**Material supplied:**
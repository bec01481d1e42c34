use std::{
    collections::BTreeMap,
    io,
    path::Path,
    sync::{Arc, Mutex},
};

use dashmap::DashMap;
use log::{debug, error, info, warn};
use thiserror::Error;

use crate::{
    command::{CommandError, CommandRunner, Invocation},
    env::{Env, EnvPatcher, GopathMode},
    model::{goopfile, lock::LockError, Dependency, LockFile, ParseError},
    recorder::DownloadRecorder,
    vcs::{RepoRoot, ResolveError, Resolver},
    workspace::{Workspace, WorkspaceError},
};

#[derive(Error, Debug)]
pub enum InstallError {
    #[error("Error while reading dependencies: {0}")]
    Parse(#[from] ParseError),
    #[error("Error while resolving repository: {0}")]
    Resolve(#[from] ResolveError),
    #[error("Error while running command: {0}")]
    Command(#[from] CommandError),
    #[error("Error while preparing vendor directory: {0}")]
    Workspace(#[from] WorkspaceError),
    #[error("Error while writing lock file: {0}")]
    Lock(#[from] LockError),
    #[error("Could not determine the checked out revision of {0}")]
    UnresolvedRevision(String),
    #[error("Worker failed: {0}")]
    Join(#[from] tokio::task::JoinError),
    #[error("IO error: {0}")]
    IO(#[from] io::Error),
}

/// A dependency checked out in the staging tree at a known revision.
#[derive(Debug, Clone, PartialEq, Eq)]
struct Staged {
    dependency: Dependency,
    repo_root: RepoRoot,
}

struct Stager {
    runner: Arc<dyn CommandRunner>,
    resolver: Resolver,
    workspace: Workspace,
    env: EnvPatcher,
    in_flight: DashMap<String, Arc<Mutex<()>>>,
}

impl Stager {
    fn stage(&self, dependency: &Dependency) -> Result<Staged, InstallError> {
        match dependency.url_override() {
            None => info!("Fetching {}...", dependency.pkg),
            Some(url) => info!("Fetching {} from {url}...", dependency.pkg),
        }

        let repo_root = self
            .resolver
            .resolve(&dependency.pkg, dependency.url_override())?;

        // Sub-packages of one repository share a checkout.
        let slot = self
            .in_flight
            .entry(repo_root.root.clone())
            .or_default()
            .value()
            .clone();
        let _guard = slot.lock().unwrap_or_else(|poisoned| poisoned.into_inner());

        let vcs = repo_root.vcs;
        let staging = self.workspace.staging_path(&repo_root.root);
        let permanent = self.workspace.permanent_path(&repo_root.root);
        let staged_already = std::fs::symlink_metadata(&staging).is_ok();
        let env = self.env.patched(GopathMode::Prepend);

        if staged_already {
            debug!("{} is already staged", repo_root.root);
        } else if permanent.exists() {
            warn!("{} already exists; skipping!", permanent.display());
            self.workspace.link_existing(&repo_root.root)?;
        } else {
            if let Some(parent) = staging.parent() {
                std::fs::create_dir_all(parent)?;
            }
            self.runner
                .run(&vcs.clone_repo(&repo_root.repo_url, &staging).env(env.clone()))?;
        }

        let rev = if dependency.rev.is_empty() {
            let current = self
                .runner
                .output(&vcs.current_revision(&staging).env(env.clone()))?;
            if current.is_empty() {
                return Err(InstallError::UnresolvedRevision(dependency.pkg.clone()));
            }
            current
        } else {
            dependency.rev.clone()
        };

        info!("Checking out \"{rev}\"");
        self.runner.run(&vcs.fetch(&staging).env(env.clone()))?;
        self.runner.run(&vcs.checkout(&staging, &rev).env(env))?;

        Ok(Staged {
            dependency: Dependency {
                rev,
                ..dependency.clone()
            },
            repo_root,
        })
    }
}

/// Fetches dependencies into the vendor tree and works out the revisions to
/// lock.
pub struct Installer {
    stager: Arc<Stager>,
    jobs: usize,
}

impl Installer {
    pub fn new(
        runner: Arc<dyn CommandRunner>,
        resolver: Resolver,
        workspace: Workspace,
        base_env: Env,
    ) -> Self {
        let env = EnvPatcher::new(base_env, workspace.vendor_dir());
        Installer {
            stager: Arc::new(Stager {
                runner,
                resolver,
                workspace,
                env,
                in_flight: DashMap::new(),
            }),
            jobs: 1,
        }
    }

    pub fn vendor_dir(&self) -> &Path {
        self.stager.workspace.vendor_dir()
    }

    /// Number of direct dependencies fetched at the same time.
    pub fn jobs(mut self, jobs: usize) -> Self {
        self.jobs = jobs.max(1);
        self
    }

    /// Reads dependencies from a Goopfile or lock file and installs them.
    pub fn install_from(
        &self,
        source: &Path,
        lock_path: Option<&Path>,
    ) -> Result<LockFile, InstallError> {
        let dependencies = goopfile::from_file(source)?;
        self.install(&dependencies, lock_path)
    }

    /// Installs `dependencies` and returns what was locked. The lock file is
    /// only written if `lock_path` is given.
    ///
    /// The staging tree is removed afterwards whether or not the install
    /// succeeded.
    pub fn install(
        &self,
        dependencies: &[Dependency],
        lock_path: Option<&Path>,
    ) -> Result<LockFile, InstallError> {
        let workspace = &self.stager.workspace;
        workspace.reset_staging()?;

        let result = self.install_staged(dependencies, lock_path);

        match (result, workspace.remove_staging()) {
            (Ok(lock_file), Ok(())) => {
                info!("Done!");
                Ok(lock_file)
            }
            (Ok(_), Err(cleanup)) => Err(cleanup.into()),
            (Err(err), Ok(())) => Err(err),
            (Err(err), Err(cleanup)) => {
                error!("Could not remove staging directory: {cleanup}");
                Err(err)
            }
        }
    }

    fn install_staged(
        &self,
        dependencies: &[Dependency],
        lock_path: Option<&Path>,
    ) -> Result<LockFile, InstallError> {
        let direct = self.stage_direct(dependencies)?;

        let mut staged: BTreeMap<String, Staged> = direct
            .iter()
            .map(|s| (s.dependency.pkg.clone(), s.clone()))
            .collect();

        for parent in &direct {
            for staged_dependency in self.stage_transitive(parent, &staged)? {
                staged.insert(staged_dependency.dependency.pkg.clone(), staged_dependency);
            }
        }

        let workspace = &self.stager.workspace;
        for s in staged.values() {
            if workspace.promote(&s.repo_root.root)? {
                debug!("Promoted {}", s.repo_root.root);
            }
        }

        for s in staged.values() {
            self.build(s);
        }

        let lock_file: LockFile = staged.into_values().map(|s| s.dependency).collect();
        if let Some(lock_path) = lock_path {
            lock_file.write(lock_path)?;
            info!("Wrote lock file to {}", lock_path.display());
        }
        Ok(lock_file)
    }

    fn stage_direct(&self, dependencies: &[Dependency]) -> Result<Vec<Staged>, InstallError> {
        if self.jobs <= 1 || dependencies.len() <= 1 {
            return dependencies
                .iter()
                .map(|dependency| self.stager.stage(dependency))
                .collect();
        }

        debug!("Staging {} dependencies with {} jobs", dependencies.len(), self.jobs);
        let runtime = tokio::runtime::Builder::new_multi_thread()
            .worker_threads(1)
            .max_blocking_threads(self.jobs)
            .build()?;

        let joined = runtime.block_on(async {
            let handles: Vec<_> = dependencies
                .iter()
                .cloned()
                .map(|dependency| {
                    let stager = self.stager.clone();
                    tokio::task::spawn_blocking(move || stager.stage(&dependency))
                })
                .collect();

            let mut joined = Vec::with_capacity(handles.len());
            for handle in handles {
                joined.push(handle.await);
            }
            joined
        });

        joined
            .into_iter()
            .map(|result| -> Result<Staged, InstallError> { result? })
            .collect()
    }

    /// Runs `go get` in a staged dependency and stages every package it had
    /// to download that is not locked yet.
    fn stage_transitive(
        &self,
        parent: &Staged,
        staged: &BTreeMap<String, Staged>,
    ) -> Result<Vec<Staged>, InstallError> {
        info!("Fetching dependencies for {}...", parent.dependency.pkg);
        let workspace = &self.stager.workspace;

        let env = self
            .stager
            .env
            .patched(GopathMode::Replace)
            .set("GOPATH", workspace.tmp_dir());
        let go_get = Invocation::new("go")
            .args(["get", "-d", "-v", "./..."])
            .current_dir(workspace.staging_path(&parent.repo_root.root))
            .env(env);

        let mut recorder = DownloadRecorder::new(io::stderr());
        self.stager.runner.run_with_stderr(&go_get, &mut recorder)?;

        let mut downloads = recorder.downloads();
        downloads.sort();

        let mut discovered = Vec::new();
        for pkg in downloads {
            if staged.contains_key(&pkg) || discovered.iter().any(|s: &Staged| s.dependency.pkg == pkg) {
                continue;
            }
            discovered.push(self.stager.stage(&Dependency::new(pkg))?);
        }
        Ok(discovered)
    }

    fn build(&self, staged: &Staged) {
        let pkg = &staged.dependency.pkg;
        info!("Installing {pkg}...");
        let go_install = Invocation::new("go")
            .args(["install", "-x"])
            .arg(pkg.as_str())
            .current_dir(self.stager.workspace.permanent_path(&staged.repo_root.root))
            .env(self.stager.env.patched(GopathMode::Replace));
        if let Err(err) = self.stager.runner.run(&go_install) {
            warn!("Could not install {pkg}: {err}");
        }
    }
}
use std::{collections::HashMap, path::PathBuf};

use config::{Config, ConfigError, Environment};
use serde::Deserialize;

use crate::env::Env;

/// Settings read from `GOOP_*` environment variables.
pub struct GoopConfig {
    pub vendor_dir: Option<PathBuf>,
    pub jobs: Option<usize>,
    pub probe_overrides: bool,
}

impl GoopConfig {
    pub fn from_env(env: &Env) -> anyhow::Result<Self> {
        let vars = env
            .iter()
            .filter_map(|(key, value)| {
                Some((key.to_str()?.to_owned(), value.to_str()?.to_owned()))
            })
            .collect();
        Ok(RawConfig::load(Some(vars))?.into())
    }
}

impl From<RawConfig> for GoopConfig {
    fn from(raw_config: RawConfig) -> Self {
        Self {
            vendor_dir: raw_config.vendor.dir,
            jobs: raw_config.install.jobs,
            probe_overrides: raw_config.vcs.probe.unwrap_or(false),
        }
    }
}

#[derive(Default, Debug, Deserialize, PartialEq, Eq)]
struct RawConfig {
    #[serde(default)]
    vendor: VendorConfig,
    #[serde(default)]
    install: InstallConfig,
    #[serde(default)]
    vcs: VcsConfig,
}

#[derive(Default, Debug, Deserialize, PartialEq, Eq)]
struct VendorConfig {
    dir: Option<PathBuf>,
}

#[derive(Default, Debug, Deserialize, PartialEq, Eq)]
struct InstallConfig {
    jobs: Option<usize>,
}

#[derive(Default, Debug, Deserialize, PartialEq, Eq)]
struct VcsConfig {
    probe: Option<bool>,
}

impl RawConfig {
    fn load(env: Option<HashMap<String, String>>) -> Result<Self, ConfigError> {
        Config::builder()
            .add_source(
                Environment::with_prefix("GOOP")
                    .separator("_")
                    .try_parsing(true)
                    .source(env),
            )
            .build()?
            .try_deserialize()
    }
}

**Your goal:**
Above are the records; please copy exactly their first line and each line after it through the line containing "a known revision.", and no line after that.

**Exercise output:**
repository bec01481d1e42c34
use std::{
    collections::BTreeMap,
    io,
    path::Path,
    sync::{Arc, Mutex},
};

use dashmap::DashMap;
use log::{debug, error, info, warn};
use thiserror::Error;

use crate::{
    command::{CommandError, CommandRunner, Invocation},
    env::{Env, EnvPatcher, GopathMode},
    model::{goopfile, lock::LockError, Dependency, LockFile, ParseError},
    recorder::DownloadRecorder,
    vcs::{RepoRoot, ResolveError, Resolver},
    workspace::{Workspace, WorkspaceError},
};

#[derive(Error, Debug)]
pub enum InstallError {
    #[error("Error while reading dependencies: {0}")]
    Parse(#[from] ParseError),
    #[error("Error while resolving repository: {0}")]
    Resolve(#[from] ResolveError),
    #[error("Error while running command: {0}")]
    Command(#[from] CommandError),
    #[error("Error while preparing vendor directory: {0}")]
    Workspace(#[from] WorkspaceError),
    #[error("Error while writing lock file: {0}")]
    Lock(#[from] LockError),
    #[error("Could not determine the checked out revision of {0}")]
    UnresolvedRevision(String),
    #[error("Worker failed: {0}")]
    Join(#[from] tokio::task::JoinError),
    #[error("IO error: {0}")]
    IO(#[from] io::Error),
}

/// A dependency checked out in the staging tree at a known revision.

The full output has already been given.